(Beginning of MATERIAL TO PROCESS)

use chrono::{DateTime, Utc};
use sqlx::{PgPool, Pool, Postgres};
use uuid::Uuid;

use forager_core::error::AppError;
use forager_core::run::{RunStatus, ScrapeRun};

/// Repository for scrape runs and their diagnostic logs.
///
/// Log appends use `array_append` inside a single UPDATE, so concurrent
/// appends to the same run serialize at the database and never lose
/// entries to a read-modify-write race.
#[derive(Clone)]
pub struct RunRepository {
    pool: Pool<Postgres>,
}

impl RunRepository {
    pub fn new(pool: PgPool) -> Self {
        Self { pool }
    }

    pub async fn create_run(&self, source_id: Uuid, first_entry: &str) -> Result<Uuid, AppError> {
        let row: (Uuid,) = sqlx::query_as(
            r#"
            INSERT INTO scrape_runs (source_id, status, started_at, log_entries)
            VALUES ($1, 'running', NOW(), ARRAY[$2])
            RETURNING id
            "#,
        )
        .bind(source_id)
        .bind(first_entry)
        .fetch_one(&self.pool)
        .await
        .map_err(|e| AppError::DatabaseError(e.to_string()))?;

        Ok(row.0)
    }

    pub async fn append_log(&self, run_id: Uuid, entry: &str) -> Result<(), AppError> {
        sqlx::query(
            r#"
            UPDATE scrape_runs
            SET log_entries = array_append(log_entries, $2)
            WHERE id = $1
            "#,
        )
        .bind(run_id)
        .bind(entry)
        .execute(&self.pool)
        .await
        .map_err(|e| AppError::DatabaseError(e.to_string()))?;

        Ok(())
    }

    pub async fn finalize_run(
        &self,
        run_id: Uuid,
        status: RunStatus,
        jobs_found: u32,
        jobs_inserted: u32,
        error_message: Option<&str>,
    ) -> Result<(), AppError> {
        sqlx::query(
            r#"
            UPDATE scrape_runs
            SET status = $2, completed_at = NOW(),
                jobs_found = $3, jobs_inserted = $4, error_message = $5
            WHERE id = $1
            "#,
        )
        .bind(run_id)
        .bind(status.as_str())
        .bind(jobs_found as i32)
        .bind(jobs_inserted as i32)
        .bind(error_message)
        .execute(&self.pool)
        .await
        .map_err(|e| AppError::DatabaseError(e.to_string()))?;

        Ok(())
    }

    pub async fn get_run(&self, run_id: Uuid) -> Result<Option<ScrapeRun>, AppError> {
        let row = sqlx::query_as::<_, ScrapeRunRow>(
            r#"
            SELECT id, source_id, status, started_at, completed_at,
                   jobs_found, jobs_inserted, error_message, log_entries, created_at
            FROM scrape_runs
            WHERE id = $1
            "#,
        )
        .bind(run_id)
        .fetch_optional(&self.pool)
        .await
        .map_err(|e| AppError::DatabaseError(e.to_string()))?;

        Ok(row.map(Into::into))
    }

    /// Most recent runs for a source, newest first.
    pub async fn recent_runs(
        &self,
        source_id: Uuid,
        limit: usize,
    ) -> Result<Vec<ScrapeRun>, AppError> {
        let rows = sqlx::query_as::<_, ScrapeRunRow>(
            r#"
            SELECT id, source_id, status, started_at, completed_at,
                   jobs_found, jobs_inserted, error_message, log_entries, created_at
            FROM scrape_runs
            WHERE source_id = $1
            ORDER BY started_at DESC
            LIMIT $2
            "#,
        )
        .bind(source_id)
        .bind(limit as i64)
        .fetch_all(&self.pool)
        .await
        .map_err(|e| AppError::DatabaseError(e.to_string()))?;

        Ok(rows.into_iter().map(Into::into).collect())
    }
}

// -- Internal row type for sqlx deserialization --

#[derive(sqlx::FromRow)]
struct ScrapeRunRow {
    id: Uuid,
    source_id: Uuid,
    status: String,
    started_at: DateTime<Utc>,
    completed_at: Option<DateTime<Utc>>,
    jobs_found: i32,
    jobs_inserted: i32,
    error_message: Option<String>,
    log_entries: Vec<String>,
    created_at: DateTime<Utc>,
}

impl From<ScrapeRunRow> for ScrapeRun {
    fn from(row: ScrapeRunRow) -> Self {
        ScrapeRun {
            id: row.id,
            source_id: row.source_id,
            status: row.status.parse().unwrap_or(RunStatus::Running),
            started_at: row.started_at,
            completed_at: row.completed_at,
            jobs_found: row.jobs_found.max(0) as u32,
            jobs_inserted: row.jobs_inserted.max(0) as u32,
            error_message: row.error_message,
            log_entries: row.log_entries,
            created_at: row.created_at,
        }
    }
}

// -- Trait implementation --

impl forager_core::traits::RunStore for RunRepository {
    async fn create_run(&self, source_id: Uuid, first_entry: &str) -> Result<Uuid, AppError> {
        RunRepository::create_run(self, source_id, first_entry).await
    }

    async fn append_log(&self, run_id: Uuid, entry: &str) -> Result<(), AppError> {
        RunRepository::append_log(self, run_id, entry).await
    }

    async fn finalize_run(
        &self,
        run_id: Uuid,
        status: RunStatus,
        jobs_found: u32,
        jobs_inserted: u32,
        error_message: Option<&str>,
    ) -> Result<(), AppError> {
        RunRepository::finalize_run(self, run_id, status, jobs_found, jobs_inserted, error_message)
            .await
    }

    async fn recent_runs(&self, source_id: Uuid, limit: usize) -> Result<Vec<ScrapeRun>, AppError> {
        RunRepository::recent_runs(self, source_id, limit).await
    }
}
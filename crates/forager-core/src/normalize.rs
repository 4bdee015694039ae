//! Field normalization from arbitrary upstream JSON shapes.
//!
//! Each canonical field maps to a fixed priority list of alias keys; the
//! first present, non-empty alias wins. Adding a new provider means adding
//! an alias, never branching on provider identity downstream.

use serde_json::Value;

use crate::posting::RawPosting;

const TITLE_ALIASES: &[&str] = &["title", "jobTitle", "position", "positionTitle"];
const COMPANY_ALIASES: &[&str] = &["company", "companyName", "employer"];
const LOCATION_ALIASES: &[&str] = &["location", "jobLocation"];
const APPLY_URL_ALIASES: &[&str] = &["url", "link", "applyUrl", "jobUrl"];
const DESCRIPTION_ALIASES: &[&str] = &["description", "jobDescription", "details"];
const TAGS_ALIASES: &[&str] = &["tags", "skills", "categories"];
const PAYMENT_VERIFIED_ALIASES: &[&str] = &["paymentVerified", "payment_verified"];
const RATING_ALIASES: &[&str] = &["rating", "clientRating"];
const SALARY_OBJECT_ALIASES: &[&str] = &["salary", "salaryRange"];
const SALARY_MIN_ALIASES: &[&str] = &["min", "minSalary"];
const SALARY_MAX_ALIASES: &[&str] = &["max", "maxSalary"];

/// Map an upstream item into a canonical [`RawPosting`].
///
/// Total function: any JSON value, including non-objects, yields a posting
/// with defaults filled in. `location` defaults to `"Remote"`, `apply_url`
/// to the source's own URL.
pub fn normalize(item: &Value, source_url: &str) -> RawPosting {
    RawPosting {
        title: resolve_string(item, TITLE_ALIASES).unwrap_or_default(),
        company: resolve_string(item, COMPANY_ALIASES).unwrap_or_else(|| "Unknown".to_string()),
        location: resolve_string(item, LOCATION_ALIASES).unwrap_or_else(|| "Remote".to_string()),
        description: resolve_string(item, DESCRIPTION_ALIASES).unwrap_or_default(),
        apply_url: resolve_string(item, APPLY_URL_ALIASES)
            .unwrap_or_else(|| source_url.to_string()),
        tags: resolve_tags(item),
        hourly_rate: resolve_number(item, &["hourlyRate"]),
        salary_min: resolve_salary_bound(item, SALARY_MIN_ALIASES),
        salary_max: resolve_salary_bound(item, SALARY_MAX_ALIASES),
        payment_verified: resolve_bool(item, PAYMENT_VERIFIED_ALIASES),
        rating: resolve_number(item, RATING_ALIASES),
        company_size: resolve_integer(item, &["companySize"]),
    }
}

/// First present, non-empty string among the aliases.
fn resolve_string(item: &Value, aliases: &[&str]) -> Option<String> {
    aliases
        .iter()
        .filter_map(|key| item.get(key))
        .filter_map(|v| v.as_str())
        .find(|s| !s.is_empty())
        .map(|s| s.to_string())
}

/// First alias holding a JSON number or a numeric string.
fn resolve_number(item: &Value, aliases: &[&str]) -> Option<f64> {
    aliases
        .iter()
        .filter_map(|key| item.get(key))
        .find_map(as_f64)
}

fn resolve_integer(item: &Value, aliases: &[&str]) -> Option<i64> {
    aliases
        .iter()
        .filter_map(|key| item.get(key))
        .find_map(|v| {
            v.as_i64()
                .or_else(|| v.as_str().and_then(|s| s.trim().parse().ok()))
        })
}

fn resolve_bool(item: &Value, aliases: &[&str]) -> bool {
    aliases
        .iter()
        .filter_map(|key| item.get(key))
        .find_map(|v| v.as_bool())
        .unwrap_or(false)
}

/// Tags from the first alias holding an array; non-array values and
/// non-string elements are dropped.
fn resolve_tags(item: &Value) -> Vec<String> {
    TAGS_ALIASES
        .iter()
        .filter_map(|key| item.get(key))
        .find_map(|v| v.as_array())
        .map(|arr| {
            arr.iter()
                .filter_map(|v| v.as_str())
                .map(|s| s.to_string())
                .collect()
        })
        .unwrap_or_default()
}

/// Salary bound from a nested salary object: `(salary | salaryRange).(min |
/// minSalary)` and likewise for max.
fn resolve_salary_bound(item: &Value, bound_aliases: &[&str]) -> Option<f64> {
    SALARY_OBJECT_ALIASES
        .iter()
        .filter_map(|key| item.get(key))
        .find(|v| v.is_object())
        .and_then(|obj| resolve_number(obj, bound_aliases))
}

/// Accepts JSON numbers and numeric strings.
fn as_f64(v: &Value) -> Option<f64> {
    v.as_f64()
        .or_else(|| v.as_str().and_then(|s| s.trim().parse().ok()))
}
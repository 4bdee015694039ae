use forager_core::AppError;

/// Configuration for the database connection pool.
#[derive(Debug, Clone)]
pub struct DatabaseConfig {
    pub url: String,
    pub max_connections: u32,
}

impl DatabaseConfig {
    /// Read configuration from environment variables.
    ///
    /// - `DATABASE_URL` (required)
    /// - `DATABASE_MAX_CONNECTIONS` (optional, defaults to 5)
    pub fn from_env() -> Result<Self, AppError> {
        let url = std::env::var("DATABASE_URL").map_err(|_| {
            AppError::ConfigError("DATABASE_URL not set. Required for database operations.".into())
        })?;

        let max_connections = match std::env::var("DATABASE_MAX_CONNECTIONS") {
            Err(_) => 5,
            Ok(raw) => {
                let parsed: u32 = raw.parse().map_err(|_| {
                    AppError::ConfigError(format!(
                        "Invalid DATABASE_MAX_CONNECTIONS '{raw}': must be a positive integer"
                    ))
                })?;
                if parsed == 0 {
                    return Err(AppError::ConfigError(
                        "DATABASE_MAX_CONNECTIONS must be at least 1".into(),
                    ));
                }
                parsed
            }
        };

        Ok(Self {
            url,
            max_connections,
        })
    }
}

(End of MATERIAL TO PROCESS)

TASK REQUIREMENTS:
Show every line of the records above that contains the word "upstream".

ANSWER FOR THIS EXERCISE:
//! Field normalization from arbitrary upstream JSON shapes.
/// Map an upstream item into a canonical [`RawPosting`].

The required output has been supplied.